One of the most important characteristics of a ferrofluid is its magnetization curve, i.e. the dependence of the ferrofluid magnetization on the value of the applied magnetic dc-field. We simulate these magnetization curves taking into account not only the distribution of particle sizes and magnetic moments (unavoidable in real ferrofluids), but also all relevant forces acting between ferrofluid particles – steric repulsion and magnetodipolar interaction. Corresponding results allow to predict the linear and non-linear dc-susceptibilities of ferrofluids in dependence of the ferrofluid particles parameters, enabling to optimize ferrofluid properties for any desired technical application or medical diagnostic method where this highly interesting class of materials is employed.
>Due to the magnetodipolar interaction between ferrofluid particles, which is attractive for favorable mutual orientations of particle magnetic moments, single particles may aggregate into chains or 3D clusters.
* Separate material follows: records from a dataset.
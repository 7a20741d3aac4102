use emotion_classifier::{
    init_logger, AnalysisContext, AppState, BuiltinModel, Classifier, ClassifierBuilder, ModelManager,
    RuntimeConfig, ServerConfig,
};
use anyhow::Context;
use clap::Parser;
use log::{info, warn};
use std::path::PathBuf;
use std::sync::Arc;
use std::time::Instant;

#[derive(Parser, Debug)]
#[command(author, version, about = "HTTP service that classifies the emotional tone of text", long_about = None)]
struct Args {
    /// Address to bind
    #[arg(long, env = "EMOTION_HOST", default_value = "127.0.0.1")]
    host: String,

    /// Port to bind
    #[arg(short, long, env = "EMOTION_PORT", default_value_t = 8000)]
    port: u16,

    /// ONNX model file; replaces the built-in model
    #[arg(long, env = "EMOTION_MODEL_PATH", requires = "tokenizer_path")]
    model_path: Option<String>,

    /// tokenizer.json matching --model-path
    #[arg(long, env = "EMOTION_TOKENIZER_PATH", requires = "model_path")]
    tokenizer_path: Option<String>,

    /// Model config.json whose id2label defines the categories
    #[arg(long, env = "EMOTION_LABEL_CONFIG", conflicts_with = "labels")]
    label_config: Option<PathBuf>,

    /// Comma-separated categories in model output order
    #[arg(long, value_delimiter = ',')]
    labels: Vec<String>,

    /// Truncate inputs to this many tokens
    #[arg(long)]
    max_sequence_length: Option<usize>,

    /// ONNX Runtime intra-op threads (0 lets the runtime decide)
    #[arg(long, default_value_t = 0)]
    intra_threads: usize,

    /// Force a fresh download of the built-in model files
    #[arg(short, long)]
    fresh: bool,
}

async fn ensure_model_downloaded(manager: &ModelManager, model: BuiltinModel, fresh: bool) -> anyhow::Result<()> {
    let info = model.get_model_info();

    if fresh {
        info!("Fresh download requested - removing any existing model files...");
        manager.remove_download(&info.name)?;
    }

    manager
        .ensure_model_downloaded(&info)
        .await
        .with_context(|| format!("Failed to download model '{}'", info.name))?;
    Ok(())
}

fn build_classifier(args: &Args, manager: &ModelManager) -> anyhow::Result<Classifier> {
    let mut builder = ClassifierBuilder::new()
        .with_runtime_config(RuntimeConfig::with_intra_threads(args.intra_threads));

    if let Some(max_len) = args.max_sequence_length {
        builder = builder.with_max_sequence_length(max_len);
    }
    if !args.labels.is_empty() {
        builder = builder.with_labels(args.labels.clone())?;
    } else if let Some(config) = &args.label_config {
        builder = builder.with_label_config(config)?;
    }

    builder = match (&args.model_path, &args.tokenizer_path) {
        (Some(model_path), Some(tokenizer_path)) => builder.with_custom_model(model_path, tokenizer_path)?,
        _ => builder.with_model_from(manager, BuiltinModel::DistilRobertaEmotion)?,
    };

    Ok(builder.build()?)
}

async fn shutdown_signal() {
    if let Err(e) = tokio::signal::ctrl_c().await {
        warn!("Failed to listen for Ctrl-C: {}", e);
        std::future::pending::<()>().await;
    }
    info!("Shutdown signal received");
}

#[tokio::main]
async fn main() -> anyhow::Result<()> {
    init_logger();
    let args = Args::parse();

    info!("=== Starting Emotion Service ===");

    let manager = ModelManager::new_default().context("Failed to create model cache directory")?;
    if args.model_path.is_none() {
        ensure_model_downloaded(&manager, BuiltinModel::DistilRobertaEmotion, args.fresh).await?;
    } else if args.fresh {
        warn!("--fresh has no effect with --model-path");
    }

    let start_time = Instant::now();
    info!("Loading classifier...");
    let classifier = build_classifier(&args, &manager).context("Classifier failed to start")?;
    let model_info = classifier.info();
    info!("=== Classifier Loaded (took {:.2?}) ===", start_time.elapsed());
    info!("  Model: {}", model_info.model_path);
    info!("  Labels: {:?}", model_info.labels);
    info!("  Max sequence length: {}", model_info.max_sequence_length);

    let state = AppState::new(AnalysisContext::new(Arc::new(classifier)));
    let config = ServerConfig {
        host: args.host,
        port: args.port,
    };

    emotion_classifier::server::serve(&config, state, shutdown_signal()).await?;
    Ok(())
}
This phenomenon is very important, because particle aggregates have a qualitative influence on the macroscopic properties of ferrofluids, like their stability and viscosity. Simulations of particle aggregation in ferrofluids, which we perform using the Langevin dynamics method, provide deep physical insights into the nature of these processes, allowing to better control them.
Our group also carries out simulations of the ferrofluid response to an oscillating external field, what allows to compute the temperature and frequency dependencies of the ac-susceptibility of ferrofluid. This characteristics plays a decisive role in many ferrofluid applications – in particular by the detection of biomolecules attached to ferrofluid particles (see next item).
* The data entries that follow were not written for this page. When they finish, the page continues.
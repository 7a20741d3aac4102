//! A small inference service that classifies the emotional tone of text.
//!
//! Text is validated, scored by a pretrained sequence-classification model
//! (ONNX Runtime), turned into a probability distribution with a stable
//! softmax and returned together with the most likely emotion.
//!
//! # Basic Usage
//!
//! ```no_run
//! # async fn run() -> Result<(), Box<dyn std::error::Error>> {
//! use emotion_classifier::{AnalysisContext, BuiltinModel, Classifier, ModelManager};
//! use std::sync::Arc;
//!
//! let model = BuiltinModel::DistilRobertaEmotion;
//! ModelManager::new_default()?
//!     .ensure_model_downloaded(&model.get_model_info())
//!     .await?;
//!
//! let classifier = Classifier::builder().with_model(model)?.build()?;
//! let context = AnalysisContext::new(Arc::new(classifier));
//!
//! let result = context.analyze("I am so happy today!")?;
//! println!("{} {:?}", result.label, result.scores.get(&result.label));
//! # Ok(())
//! # }
//! ```
//!
//! # Testing Without a Model
//!
//! The pipeline only depends on the [`EmotionOracle`] trait, so any scorer can
//! stand in for the ONNX model:
//!
//! ```
//! use emotion_classifier::{AnalysisContext, CategorySet, ClassifierError, EmotionOracle};
//! use std::sync::Arc;
//!
//! struct AlwaysJoy(CategorySet);
//!
//! impl EmotionOracle for AlwaysJoy {
//!     fn categories(&self) -> &CategorySet {
//!         &self.0
//!     }
//!     fn classify(&self, _text: &str) -> Result<Vec<f32>, ClassifierError> {
//!         Ok(vec![0.0, 4.0])
//!     }
//! }
//!
//! let oracle = AlwaysJoy(CategorySet::new(["anger", "joy"]).unwrap());
//! let context = AnalysisContext::new(Arc::new(oracle));
//! assert_eq!(context.analyze("  great news  ").unwrap().label, "Joy");
//! assert!(context.analyze("   ").is_err());
//! ```

pub mod analysis;
pub mod classifier;
pub mod model_manager;
pub mod models;
pub mod oracle;
mod runtime;
pub mod server;

pub use analysis::{AnalysisContext, AnalysisError, EmotionRequest, EmotionResult};
pub use classifier::{
    display_name, CategorySet, Classifier, ClassifierBuilder, ClassifierError, ClassifierInfo,
    ProbabilityDistribution,
};
pub use model_manager::{ModelError, ModelManager};
pub use models::{BuiltinModel, ModelCharacteristics, ModelInfo};
pub use oracle::EmotionOracle;
pub use runtime::{create_session_builder, RuntimeConfig};
pub use server::{AppState, ServerConfig};

/// Initializes `env_logger`, reading the filter from `RUST_LOG` (default `info`).
///
/// Safe to call more than once; later calls are ignored.
pub fn init_logger() {
    let _ = env_logger::Builder::from_env(env_logger::Env::default().default_filter_or("info"))
        .try_init();
}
In most standard ferrofluid models it is implicitly assumed that the magnetic moment of a ferrofluid particle is firmly “attached” to it, being able to rotate only together with this particle (Brown relaxation). In reality, when the particle size is not too large (below several tens of nm), magnetic moment can also rotate with respect to the particle itself, thus changing its orientation also when the particle is immobilized (Neel relaxation). Our simulations allow to study both relaxation kinds, thus enabling to calculate the dependence of corresponding relaxation times on the particle size and shape and on its magnetic parameters like magnetization and intrinsic magnetic anisotropy. These studies are highly important both from the fundamental point of view (relaxation processes in interacting many-particle systems are of a large interest for the modern non-equilibrium statistical mechanics), and for medical applications of ferrofluids like hyperthermia and on-chip diagnostics.